Helen Duncan: The Truth Behind Britain’s Last Witch

It sounds like something out of a low-budget horror flick. A woman sits in a darkened room in Portsmouth, 1944. She’s covered in "ectoplasm"—which, let's be honest, was usually just cheesecloth or butter muslin—and she starts channeling the spirits of the dead. Suddenly, she reveals a state secret that the British government is desperate to keep quiet. Most people think witch trials ended in the 1700s with some old laws and a bit of superstition. They’re wrong. Britain’s last witch, Helen Duncan, was actually sent to prison during World War II using a law from the era of King George II.

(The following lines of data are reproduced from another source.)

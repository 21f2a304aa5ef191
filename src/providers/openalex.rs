//! OpenAlex provider client.
//!
//! Speaks the OpenAlex REST API: exact-match filters on (possibly
//! nested) attribute paths, full-text search, and cursor pagination.
//! Retries against the configured status codes with exponential
//! backoff happen here, inside the client; the harvesting core never
//! sees a transient failure that a retry could absorb.

use async_trait::async_trait;
use reqwest::Client;
use serde::Deserialize;
use serde_json::Value;
use std::time::Duration;
use tokio::time::sleep;
use tracing::{debug, warn};

use crate::config::HarvesterConfig;
use crate::harvest::query::{FilterClause, QueryDescriptor, QuerySpec};
use crate::models::{EntityKind, FieldKind};
use crate::providers::{Page, Provider, ProviderError};

const OPENALEX_API_BASE: &str = "https://api.openalex.org";

/// First-page cursor sentinel defined by the OpenAlex API.
const INITIAL_CURSOR: &str = "*";

const SUPPORTED_FIELDS: &[FieldKind] = &[
    FieldKind::Id,
    FieldKind::ProviderId,
    FieldKind::Doi,
    FieldKind::Ror,
    FieldKind::Orcid,
    FieldKind::Name,
    FieldKind::Issn,
    FieldKind::Pmid,
];

/// OpenAlex metadata provider.
#[derive(Debug, Clone)]
pub struct OpenAlexProvider {
    client: Client,
    base_url: String,
    contact_email: String,
    max_retries: u32,
    retry_backoff_factor: f64,
    retry_http_codes: Vec<u16>,
}

impl OpenAlexProvider {
    /// Create a client from resolved harvester configuration. The
    /// contact email rides along on every request (polite pool).
    pub fn new(config: &HarvesterConfig) -> Self {
        let client = Client::builder()
            .user_agent(format!(
                "{}/{} (mailto:{})",
                env!("CARGO_PKG_NAME"),
                env!("CARGO_PKG_VERSION"),
                config.contact_email
            ))
            .timeout(Duration::from_secs(30))
            .build()
            .expect("Failed to create HTTP client");

        Self {
            client,
            base_url: OPENALEX_API_BASE.to_string(),
            contact_email: config.contact_email.clone(),
            max_retries: config.max_retries,
            retry_backoff_factor: config.retry_backoff_factor,
            retry_http_codes: config.retry_http_codes.clone(),
        }
    }

    /// Override the API base URL (mirrors, tests).
    pub fn with_base_url(mut self, base_url: impl Into<String>) -> Self {
        self.base_url = base_url.into();
        self
    }

    fn endpoint_url(&self, endpoint: &str) -> String {
        format!("{}/{}", self.base_url, endpoint)
    }

    fn endpoint_for(&self, entity: EntityKind) -> Result<&'static str, ProviderError> {
        self.entity_endpoint(entity).ok_or_else(|| {
            ProviderError::InvalidQuery(format!("openalex does not expose {} entities", entity))
        })
    }

    fn filter_param(clauses: &[FilterClause]) -> String {
        clauses
            .iter()
            .map(|c| format!("{}:{}", c.attribute, c.value))
            .collect::<Vec<_>>()
            .join(",")
    }

    /// GET with retries on the configured status codes. Backoff grows
    /// as `factor * 2^attempt` seconds, matching the provider's own
    /// client libraries.
    async fn get_with_retry(
        &self,
        url: &str,
        query: &[(&str, String)],
    ) -> Result<reqwest::Response, ProviderError> {
        let mut attempt: u32 = 0;
        loop {
            match self.client.get(url).query(query).send().await {
                Ok(response) => {
                    let status = response.status();
                    if status.is_success() {
                        return Ok(response);
                    }
                    if self.retry_http_codes.contains(&status.as_u16())
                        && attempt < self.max_retries
                    {
                        let delay = self.retry_backoff_factor * 2f64.powi(attempt as i32);
                        debug!(url, attempt, delay, status = status.as_u16(), "retrying openalex request");
                        sleep(Duration::from_secs_f64(delay)).await;
                        attempt += 1;
                        continue;
                    }
                    if status == reqwest::StatusCode::NOT_FOUND {
                        return Err(ProviderError::NotFound(url.to_string()));
                    }
                    let message = response.text().await.unwrap_or_default();
                    warn!(url, status = status.as_u16(), "openalex request failed");
                    return Err(ProviderError::Api {
                        status: status.as_u16(),
                        message,
                    });
                }
                Err(err) => {
                    if attempt < self.max_retries {
                        let delay = self.retry_backoff_factor * 2f64.powi(attempt as i32);
                        debug!(url, attempt, delay, "retrying openalex request after transport error");
                        sleep(Duration::from_secs_f64(delay)).await;
                        attempt += 1;
                        continue;
                    }
                    return Err(err.into());
                }
            }
        }
    }
}

#[async_trait]
impl Provider for OpenAlexProvider {
    fn id(&self) -> &str {
        "openalex"
    }

    fn name(&self) -> &str {
        "OpenAlex"
    }

    fn entity_endpoint(&self, entity: EntityKind) -> Option<&'static str> {
        match entity {
            EntityKind::Work => Some("works"),
            EntityKind::Author => Some("authors"),
            EntityKind::Source => Some("sources"),
            EntityKind::Publisher => Some("publishers"),
            EntityKind::Institution => Some("institutions"),
            EntityKind::Funder => Some("funders"),
            EntityKind::Topic => Some("topics"),
            EntityKind::Subfield => Some("subfields"),
            EntityKind::Field => Some("fields"),
            EntityKind::Domain => Some("domains"),
            _ => None,
        }
    }

    fn supported_fields(&self) -> &[FieldKind] {
        SUPPORTED_FIELDS
    }

    async fn fetch_record(&self, entity: EntityKind, id: &str) -> Result<Value, ProviderError> {
        let endpoint = self.endpoint_for(entity)?;
        let url = format!(
            "{}/{}",
            self.endpoint_url(endpoint),
            urlencoding::encode(id)
        );
        let query = [("mailto", self.contact_email.clone())];

        let response = self.get_with_retry(&url, &query).await?;
        let record: Value = response.json().await.map_err(|e| {
            ProviderError::Parse(format!("failed to decode record: {}", e))
        })?;
        Ok(record)
    }

    async fn fetch_page(
        &self,
        descriptor: &QueryDescriptor,
        per_page: usize,
        cursor: Option<&str>,
    ) -> Result<Page, ProviderError> {
        let endpoint = self.endpoint_for(descriptor.entity)?;
        let url = self.endpoint_url(endpoint);

        let mut query: Vec<(&str, String)> = Vec::new();
        match &descriptor.spec {
            QuerySpec::Get { id } => {
                // single-record lookups go through fetch_record
                return Err(ProviderError::InvalidQuery(format!(
                    "direct lookup of {} is not a paginated query",
                    id
                )));
            }
            QuerySpec::Filter { clauses } => {
                query.push(("filter", Self::filter_param(clauses)));
            }
            QuerySpec::Search { text, clauses } => {
                query.push(("search", text.clone()));
                if !clauses.is_empty() {
                    query.push(("filter", Self::filter_param(clauses)));
                }
            }
        }
        query.push(("per-page", per_page.to_string()));
        query.push(("cursor", cursor.unwrap_or(INITIAL_CURSOR).to_string()));
        query.push(("mailto", self.contact_email.clone()));

        let response = self.get_with_retry(&url, &query).await?;
        let page: PageResponse = response.json().await.map_err(|e| {
            ProviderError::Parse(format!("failed to decode page: {}", e))
        })?;

        Ok(Page::new(page.results, page.meta.next_cursor))
    }
}

// ===== OpenAlex API types =====

#[derive(Debug, Deserialize)]
struct PageResponse {
    #[serde(default)]
    results: Vec<Value>,
    #[serde(default)]
    meta: PageMeta,
}

#[derive(Debug, Default, Deserialize)]
struct PageMeta {
    next_cursor: Option<String>,
}

#[cfg(test)]
mod tests {
    use super::*;

    #[test]
    fn filter_param_joins_clauses_with_commas() {
        let clauses = vec![
            FilterClause {
                attribute: "doi".to_string(),
                value: "10.1000/1|10.1000/2".to_string(),
            },
            FilterClause {
                attribute: "publication_year".to_string(),
                value: "2020".to_string(),
            },
        ];
        assert_eq!(
            OpenAlexProvider::filter_param(&clauses),
            "doi:10.1000/1|10.1000/2,publication_year:2020"
        );
    }

    #[test]
    fn capability_map_covers_the_ten_openalex_entities() {
        let provider = OpenAlexProvider::new(&HarvesterConfig::default());
        assert_eq!(provider.entity_endpoint(EntityKind::Work), Some("works"));
        assert_eq!(provider.entity_endpoint(EntityKind::Domain), Some("domains"));
        assert_eq!(provider.entity_endpoint(EntityKind::Project), None);
        assert_eq!(provider.entity_endpoint(EntityKind::Journal), None);
    }
}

She wasn't burned at the stake. There were no gallows. But the 1944 trial of Helen Duncan remains one of the weirdest legal episodes in British history.

Was she a genuine psychic? Probably not. Most researchers and historians who’ve looked at the evidence see a very clever, perhaps slightly desperate, performer. But the government didn't arrest her because they thought she was magic. They arrested her because she was right. And in the middle of a war, being right about the wrong thing is a dangerous game to play.

Why the Admiralty Panicked over a Séance

The whole saga of Britain’s last witch really kicked off because of a shipwreck. In November 1941, the HMS Barham was sunk by a German U-boat in the Mediterranean. It was a disaster. Over 800 men died. To keep morale from bottoming out, the Admiralty decided to keep the sinking a secret. They didn't even tell the families of the victims for months.

Then Helen Duncan held a séance.

During a sitting in Portsmouth, she allegedly manifested the spirit of a dead sailor wearing an HMS Barham hat tally. The "spirit" told his mother he was dead and that the ship had gone down. Word spread. Fast. The authorities were absolutely livid. How did a medium in a back-parlor know about a classified naval disaster?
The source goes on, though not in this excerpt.